◆ **DATASET CONTENT**:
++++++++++
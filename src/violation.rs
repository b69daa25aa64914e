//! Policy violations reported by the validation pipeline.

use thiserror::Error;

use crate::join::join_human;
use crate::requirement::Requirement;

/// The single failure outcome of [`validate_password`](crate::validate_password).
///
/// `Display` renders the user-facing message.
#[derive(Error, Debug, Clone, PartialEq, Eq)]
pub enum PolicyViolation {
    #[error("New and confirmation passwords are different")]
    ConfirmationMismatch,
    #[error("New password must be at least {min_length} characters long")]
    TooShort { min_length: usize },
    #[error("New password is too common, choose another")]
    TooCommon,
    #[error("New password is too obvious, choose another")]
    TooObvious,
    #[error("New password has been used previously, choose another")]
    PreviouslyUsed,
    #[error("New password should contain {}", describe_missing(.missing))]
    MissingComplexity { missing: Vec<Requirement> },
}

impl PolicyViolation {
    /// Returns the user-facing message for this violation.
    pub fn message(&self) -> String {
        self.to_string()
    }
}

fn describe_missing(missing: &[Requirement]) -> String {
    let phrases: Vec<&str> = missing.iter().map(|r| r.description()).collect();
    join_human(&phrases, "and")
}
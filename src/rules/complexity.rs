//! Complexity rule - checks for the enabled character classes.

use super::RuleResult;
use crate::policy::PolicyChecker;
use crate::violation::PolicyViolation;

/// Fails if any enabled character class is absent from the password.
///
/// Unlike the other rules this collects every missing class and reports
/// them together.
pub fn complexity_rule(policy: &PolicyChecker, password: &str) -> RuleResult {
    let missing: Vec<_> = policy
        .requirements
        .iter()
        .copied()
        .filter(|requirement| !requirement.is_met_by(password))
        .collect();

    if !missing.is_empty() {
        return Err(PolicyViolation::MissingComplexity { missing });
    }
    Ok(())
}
++++++++++
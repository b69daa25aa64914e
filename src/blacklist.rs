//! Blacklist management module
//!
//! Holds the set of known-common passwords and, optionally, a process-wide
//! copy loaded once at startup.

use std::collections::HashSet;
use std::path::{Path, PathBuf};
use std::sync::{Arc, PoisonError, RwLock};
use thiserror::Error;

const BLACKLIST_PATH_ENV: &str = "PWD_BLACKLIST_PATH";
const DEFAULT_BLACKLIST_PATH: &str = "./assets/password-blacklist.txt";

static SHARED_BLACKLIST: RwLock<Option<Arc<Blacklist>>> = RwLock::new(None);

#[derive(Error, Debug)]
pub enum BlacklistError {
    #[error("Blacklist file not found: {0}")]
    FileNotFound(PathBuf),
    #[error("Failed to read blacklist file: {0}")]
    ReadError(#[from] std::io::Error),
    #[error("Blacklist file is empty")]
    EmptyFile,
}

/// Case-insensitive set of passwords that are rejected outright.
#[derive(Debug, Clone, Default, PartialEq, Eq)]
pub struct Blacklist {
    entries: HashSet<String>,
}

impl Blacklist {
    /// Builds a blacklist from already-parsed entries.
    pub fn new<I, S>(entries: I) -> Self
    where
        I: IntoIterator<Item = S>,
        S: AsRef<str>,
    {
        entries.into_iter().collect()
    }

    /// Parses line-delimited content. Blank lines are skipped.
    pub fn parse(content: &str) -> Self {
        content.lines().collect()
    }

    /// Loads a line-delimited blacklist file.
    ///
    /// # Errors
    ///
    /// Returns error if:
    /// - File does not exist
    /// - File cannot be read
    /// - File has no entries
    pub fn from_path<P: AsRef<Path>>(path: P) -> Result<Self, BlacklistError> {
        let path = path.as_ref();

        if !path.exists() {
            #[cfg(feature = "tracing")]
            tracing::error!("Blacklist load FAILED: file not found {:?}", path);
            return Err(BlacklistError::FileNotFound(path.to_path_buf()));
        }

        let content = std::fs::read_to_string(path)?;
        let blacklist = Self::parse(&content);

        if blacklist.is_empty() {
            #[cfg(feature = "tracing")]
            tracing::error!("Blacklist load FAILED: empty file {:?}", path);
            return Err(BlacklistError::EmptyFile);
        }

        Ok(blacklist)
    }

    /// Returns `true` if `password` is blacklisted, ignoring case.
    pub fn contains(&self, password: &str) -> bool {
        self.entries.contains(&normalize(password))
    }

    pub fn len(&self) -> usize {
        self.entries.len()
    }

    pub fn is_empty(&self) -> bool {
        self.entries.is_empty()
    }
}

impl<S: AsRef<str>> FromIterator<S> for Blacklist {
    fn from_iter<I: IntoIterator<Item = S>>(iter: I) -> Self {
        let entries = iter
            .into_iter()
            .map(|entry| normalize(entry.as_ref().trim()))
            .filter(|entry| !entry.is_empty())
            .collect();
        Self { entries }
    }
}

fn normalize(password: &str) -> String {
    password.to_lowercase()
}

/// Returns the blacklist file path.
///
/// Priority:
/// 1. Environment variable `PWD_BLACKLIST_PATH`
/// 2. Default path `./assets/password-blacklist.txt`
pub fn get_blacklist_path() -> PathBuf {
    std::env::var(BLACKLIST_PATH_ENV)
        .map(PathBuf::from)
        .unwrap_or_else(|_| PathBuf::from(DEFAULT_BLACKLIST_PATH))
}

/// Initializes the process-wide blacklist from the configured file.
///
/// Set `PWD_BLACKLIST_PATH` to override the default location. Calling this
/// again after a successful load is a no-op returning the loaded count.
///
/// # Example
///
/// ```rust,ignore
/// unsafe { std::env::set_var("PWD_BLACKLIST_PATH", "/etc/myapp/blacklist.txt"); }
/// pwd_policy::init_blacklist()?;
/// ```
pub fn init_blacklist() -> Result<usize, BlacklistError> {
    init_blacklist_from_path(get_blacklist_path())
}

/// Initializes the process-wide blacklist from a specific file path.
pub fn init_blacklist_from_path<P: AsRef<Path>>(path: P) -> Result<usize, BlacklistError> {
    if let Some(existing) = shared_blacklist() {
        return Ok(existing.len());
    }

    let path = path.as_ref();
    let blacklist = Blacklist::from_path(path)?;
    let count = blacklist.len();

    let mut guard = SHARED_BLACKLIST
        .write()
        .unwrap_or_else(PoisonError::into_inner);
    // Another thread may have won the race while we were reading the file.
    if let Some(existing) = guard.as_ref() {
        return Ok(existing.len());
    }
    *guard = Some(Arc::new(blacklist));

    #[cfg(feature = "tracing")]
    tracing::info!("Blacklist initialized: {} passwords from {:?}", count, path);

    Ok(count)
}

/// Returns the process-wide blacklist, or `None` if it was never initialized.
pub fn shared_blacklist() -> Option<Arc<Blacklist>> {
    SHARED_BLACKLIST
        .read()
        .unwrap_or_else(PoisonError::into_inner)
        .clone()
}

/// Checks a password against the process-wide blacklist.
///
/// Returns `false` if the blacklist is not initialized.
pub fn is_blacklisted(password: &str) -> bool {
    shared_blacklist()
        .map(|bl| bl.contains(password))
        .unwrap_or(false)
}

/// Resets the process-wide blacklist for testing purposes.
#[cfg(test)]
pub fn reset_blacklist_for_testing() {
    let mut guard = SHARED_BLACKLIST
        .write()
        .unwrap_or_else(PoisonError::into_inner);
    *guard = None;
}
++++++++++
After locating the line holding "filename src/blacklist.rs" above, output exactly that line and every line after it through the line holding "const DEFAULT_BLACKLIST_PATH: &str". Include nothing else.

filename src/blacklist.rs
//! Blacklist management module
//!
//! Holds the set of known-common passwords and, optionally, a process-wide
//! copy loaded once at startup.

use std::collections::HashSet;
use std::path::{Path, PathBuf};
use std::sync::{Arc, PoisonError, RwLock};
use thiserror::Error;

const BLACKLIST_PATH_ENV: &str = "PWD_BLACKLIST_PATH";
const DEFAULT_BLACKLIST_PATH: &str = "./assets/password-blacklist.txt";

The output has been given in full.